Carbon nanotube sensors to selectively analyse gas samples

Sniffing out gaseous substances with a sensitivity comparable to that of a sniffer dog has remained a major engineering challenge.

Research groups have approached the challenge in fundamentally different ways, using either mechanical or electrochemical changes induced in the sensor by the transient interaction with gas molecules.

Researchers working for the US homeland security program now argue that a capacitance-based sensor consisting of carbon nanotubes and a specificity-defining thin coating outperforms commercial vapour sensors in terms of speed, sensitivity and reversibility.

To construct their nanoscale nose, Eric Snow and colleagues at the US Naval Research Laboratory in Washington DC used chemical vapour deposition to grow a network of single wall carbon nanotubes (SWNTs) on a doped and oxidized silicon chip.

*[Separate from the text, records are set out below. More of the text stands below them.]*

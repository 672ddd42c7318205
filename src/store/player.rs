//! Player storage port and in-memory implementation

use crate::error::Result;
use crate::store::Table;
use crate::types::Player;
use async_trait::async_trait;

/// Predicate used by [`PlayerStore::find_by`]
pub type PlayerPredicate<'a> = &'a (dyn Fn(&Player) -> bool + Send + Sync);

/// Trait for player storage operations
#[async_trait]
pub trait PlayerStore: Send + Sync {
    /// Get a player by id
    async fn get(&self, id: &str) -> Result<Option<Player>>;

    /// Insert or replace a player record
    async fn put(&self, player: Player) -> Result<()>;

    /// Remove a player; returns whether it existed
    async fn delete(&self, id: &str) -> Result<bool>;

    /// All players
    async fn list_all(&self) -> Result<Vec<Player>>;

    /// Players matching `predicate`
    async fn find_by(&self, predicate: PlayerPredicate<'_>) -> Result<Vec<Player>>;
}

/// In-memory player storage
#[derive(Debug)]
pub struct InMemoryPlayerStore {
    table: Table<Player>,
}

impl InMemoryPlayerStore {
    pub fn new() -> Self {
        Self {
            table: Table::new("players"),
        }
    }

    /// Number of stored players
    pub fn len(&self) -> Result<usize> {
        self.table.len()
    }

    pub fn is_empty(&self) -> Result<bool> {
        Ok(self.len()? == 0)
    }
}

impl Default for InMemoryPlayerStore {
    fn default() -> Self {
        Self::new()
    }
}

#[async_trait]
impl PlayerStore for InMemoryPlayerStore {
    async fn get(&self, id: &str) -> Result<Option<Player>> {
        self.table.get(id)
    }

    async fn put(&self, player: Player) -> Result<()> {
        self.table.put(player)
    }

    async fn delete(&self, id: &str) -> Result<bool> {
        self.table.delete(id)
    }

    async fn list_all(&self) -> Result<Vec<Player>> {
        self.table.filter(|_| true)
    }

    async fn find_by(&self, predicate: PlayerPredicate<'_>) -> Result<Vec<Player>> {
        self.table.filter(|player| predicate(player))
    }
}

To make the sensor selective for specific groups of chemicals, the researchers coated the tubes with ultrathin layers of chemoselective materials, in some cases as little as a single self-assembling monolayer. On top of the mesh of coated nanotubes, they deposited palladium electrodes allowing them to measure simultaneously the capacitance (across the oxidised surface of the silicon substrate) and the resistance of the nanotubes.

Testing the device with a range of small molecules, the researchers found that the capacitance change triggered by the chemicals, which were all present at a pressure corresponding to one per cent of the equilibrium vapour pressure, showed a weak correlation with the dipole moment of the molecules.

Testing their device against a commercial sensor to detect dimethylmethylphosponate (DMMP, a substance used to simulate the presence of the nerve agent sarin), the authors measured a fourfold higher sensitivity and eightfold shorter recovery time for their system.

Not content with this successful outcome, they are seeking further improvements. ’We estimate that we can increase the series capacitance by about a factor of 10, which should produce a comparable increase in response,’ they claim.